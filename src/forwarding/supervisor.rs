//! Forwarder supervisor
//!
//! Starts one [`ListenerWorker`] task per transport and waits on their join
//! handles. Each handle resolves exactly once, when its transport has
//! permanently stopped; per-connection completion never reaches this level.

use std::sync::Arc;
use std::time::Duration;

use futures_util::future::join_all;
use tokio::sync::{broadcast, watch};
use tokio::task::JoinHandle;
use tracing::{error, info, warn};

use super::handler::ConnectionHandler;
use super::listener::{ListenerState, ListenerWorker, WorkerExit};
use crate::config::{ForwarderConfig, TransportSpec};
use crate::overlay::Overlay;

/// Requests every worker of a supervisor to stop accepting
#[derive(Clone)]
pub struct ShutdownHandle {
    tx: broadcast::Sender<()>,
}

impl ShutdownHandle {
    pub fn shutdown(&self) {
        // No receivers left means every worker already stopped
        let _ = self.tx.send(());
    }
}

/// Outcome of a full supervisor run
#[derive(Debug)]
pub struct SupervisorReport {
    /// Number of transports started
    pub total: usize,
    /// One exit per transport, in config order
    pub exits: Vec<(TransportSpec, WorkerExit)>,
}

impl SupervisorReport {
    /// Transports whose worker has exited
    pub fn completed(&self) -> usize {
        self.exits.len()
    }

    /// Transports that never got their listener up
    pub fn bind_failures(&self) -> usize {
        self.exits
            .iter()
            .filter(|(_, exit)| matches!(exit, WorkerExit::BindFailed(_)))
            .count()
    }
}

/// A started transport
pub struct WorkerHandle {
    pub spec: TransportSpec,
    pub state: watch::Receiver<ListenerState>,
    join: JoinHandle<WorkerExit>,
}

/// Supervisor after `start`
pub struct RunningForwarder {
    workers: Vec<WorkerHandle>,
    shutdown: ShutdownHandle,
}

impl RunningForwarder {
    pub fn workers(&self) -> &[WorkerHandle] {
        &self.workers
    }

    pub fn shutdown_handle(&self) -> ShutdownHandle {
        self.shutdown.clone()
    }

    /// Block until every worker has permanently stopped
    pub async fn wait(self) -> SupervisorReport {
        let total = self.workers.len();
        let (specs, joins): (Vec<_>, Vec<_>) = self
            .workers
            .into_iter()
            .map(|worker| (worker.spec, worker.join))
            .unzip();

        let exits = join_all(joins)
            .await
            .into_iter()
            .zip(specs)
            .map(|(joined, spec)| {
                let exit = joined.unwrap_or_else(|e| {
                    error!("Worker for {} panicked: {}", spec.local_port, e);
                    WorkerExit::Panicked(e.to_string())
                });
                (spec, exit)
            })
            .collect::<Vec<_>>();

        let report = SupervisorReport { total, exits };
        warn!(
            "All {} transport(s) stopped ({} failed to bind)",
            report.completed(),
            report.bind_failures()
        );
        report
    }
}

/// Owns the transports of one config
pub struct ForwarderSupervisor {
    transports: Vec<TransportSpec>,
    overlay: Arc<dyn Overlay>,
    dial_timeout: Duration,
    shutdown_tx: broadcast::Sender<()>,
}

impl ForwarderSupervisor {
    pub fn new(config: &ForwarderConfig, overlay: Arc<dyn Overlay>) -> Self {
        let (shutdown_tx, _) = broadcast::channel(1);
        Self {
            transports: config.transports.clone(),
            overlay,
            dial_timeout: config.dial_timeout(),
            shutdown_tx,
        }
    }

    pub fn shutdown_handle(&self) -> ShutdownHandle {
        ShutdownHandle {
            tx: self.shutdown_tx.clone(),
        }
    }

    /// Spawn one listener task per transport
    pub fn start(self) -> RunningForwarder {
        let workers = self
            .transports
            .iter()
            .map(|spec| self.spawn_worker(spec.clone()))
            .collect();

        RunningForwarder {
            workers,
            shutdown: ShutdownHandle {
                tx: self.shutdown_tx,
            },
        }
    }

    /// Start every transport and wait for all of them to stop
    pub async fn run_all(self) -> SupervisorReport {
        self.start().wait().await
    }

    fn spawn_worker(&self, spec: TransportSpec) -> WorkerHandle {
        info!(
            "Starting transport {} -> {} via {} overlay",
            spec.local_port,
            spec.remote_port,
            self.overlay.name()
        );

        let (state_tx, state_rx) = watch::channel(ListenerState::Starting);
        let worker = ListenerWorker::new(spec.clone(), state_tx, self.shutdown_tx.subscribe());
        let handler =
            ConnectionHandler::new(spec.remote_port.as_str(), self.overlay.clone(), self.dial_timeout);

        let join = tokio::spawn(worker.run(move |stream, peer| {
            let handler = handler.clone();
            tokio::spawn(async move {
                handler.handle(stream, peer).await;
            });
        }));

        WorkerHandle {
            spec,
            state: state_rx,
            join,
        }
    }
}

== EXERCISE BRIEF ==
Copy, please, exactly the lines that start at the first line of the data and end at the line containing "pub fn workers(&self)", both kept and no others.

== EXERCISE OUTPUT ==
filename src/forwarding/supervisor.rs
//! Forwarder supervisor
//!
//! Starts one [`ListenerWorker`] task per transport and waits on their join
//! handles. Each handle resolves exactly once, when its transport has
//! permanently stopped; per-connection completion never reaches this level.

use std::sync::Arc;
use std::time::Duration;

use futures_util::future::join_all;
use tokio::sync::{broadcast, watch};
use tokio::task::JoinHandle;
use tracing::{error, info, warn};

use super::handler::ConnectionHandler;
use super::listener::{ListenerState, ListenerWorker, WorkerExit};
use crate::config::{ForwarderConfig, TransportSpec};
use crate::overlay::Overlay;

/// Requests every worker of a supervisor to stop accepting
#[derive(Clone)]
pub struct ShutdownHandle {
    tx: broadcast::Sender<()>,
}

impl ShutdownHandle {
    pub fn shutdown(&self) {
        // No receivers left means every worker already stopped
        let _ = self.tx.send(());
    }
}

/// Outcome of a full supervisor run
#[derive(Debug)]
pub struct SupervisorReport {
    /// Number of transports started
    pub total: usize,
    /// One exit per transport, in config order
    pub exits: Vec<(TransportSpec, WorkerExit)>,
}

impl SupervisorReport {
    /// Transports whose worker has exited
    pub fn completed(&self) -> usize {
        self.exits.len()
    }

    /// Transports that never got their listener up
    pub fn bind_failures(&self) -> usize {
        self.exits
            .iter()
            .filter(|(_, exit)| matches!(exit, WorkerExit::BindFailed(_)))
            .count()
    }
}

/// A started transport
pub struct WorkerHandle {
    pub spec: TransportSpec,
    pub state: watch::Receiver<ListenerState>,
    join: JoinHandle<WorkerExit>,
}

/// Supervisor after `start`
pub struct RunningForwarder {
    workers: Vec<WorkerHandle>,
    shutdown: ShutdownHandle,
}

impl RunningForwarder {
    pub fn workers(&self) -> &[WorkerHandle] {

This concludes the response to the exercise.